____ DATASET EXTRACT
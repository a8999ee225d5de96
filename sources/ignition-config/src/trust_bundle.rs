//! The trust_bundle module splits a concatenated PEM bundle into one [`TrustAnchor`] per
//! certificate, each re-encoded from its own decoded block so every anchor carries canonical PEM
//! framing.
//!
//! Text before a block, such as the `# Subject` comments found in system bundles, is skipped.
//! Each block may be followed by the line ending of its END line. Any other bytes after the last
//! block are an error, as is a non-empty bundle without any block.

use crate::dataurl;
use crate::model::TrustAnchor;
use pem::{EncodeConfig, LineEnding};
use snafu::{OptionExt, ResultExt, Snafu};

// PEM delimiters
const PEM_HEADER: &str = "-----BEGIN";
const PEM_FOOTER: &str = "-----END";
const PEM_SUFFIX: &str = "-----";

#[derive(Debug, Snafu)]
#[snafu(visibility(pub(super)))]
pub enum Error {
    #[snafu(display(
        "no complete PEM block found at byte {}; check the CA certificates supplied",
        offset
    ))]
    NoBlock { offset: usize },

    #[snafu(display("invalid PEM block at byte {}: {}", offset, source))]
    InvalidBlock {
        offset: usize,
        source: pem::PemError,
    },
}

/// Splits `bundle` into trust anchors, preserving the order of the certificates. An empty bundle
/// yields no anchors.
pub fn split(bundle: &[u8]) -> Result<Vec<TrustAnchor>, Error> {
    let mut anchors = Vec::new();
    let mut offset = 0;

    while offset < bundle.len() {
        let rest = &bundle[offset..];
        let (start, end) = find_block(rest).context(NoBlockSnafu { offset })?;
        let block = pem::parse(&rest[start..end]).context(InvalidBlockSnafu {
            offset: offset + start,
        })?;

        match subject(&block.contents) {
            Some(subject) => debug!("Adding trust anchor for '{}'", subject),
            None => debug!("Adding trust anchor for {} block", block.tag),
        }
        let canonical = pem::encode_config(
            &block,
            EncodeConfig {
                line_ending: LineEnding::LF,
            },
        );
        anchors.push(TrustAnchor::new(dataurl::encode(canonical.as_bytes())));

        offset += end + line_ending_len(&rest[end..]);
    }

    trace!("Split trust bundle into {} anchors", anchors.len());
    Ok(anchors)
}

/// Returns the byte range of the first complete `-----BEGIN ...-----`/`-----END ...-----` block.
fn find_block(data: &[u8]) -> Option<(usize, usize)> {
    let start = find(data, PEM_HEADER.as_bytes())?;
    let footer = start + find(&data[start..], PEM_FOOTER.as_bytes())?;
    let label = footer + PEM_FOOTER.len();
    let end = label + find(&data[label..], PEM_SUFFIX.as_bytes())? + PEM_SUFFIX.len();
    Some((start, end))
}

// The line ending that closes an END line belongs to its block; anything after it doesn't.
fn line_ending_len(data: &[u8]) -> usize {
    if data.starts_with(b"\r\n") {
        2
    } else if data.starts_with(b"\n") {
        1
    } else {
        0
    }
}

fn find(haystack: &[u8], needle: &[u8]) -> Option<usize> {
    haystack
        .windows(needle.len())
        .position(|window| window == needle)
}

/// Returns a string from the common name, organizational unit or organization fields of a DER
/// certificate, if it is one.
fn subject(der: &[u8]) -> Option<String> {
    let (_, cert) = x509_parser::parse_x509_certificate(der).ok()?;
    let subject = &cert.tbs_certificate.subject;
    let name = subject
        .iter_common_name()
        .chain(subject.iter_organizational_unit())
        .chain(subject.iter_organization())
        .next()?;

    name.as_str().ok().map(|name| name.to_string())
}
________
____ DATASET EXTRACT
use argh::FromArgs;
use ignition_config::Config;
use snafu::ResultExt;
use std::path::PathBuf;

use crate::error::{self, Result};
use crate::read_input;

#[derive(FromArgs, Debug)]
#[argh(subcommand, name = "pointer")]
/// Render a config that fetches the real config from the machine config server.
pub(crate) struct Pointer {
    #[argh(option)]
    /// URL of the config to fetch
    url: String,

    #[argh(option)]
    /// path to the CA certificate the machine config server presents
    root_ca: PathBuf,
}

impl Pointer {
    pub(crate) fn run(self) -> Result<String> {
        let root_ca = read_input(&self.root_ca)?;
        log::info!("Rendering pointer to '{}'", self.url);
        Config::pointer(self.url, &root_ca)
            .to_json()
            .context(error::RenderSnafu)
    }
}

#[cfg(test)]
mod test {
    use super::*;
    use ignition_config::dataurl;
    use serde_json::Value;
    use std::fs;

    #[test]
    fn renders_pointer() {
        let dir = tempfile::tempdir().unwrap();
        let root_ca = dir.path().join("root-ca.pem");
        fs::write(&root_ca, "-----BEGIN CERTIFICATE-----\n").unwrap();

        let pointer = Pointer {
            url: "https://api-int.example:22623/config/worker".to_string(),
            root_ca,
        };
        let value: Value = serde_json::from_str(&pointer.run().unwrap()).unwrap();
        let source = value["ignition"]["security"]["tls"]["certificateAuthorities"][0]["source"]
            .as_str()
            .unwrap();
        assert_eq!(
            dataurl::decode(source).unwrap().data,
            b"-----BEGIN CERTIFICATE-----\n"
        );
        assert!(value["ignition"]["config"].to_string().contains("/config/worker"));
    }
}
________
____ DATASET EXTRACT
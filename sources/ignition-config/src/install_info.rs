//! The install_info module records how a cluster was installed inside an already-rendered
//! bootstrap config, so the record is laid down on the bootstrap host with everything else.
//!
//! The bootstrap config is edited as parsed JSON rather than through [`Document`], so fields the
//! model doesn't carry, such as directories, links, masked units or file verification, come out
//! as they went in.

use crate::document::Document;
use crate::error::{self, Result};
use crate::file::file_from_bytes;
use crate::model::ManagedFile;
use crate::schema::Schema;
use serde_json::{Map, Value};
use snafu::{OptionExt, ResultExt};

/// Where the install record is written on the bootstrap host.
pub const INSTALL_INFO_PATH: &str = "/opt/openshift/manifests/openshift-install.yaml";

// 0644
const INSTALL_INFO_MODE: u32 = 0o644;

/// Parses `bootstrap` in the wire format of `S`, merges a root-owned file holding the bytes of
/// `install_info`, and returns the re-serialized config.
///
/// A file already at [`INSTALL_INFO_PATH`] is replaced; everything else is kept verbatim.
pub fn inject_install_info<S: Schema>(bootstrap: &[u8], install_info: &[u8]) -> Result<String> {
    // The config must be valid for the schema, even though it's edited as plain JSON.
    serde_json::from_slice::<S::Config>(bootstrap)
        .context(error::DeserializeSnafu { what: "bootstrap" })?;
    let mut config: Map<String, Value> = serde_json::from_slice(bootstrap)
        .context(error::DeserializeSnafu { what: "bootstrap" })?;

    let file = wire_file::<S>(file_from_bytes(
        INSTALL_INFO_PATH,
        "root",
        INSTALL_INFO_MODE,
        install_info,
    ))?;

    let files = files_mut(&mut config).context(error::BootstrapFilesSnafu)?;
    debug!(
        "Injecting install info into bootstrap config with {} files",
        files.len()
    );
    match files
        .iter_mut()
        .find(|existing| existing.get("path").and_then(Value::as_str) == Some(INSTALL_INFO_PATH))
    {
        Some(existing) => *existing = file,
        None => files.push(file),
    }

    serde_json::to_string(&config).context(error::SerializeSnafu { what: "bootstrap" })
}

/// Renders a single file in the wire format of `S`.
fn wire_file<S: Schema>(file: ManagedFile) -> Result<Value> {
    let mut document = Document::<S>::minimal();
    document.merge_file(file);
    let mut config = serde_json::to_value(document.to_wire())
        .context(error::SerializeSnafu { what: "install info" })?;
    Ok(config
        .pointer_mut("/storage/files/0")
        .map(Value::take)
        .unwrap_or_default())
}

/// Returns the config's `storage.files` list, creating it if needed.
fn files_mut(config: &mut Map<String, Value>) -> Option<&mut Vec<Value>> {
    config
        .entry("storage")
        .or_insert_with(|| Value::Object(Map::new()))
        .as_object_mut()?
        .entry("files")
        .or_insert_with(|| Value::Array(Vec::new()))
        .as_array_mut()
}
________
### WHAT THIS TASK INVOLVES
Whenever a line of the data holds the string "const", pick that line out.

### TASK ANSWER
const PEM_HEADER: &str = "-----BEGIN";
const PEM_FOOTER: &str = "-----END";
const PEM_SUFFIX: &str = "-----";
pub const INSTALL_INFO_PATH: &str = "/opt/openshift/manifests/openshift-install.yaml";
const INSTALL_INFO_MODE: u32 = 0o644;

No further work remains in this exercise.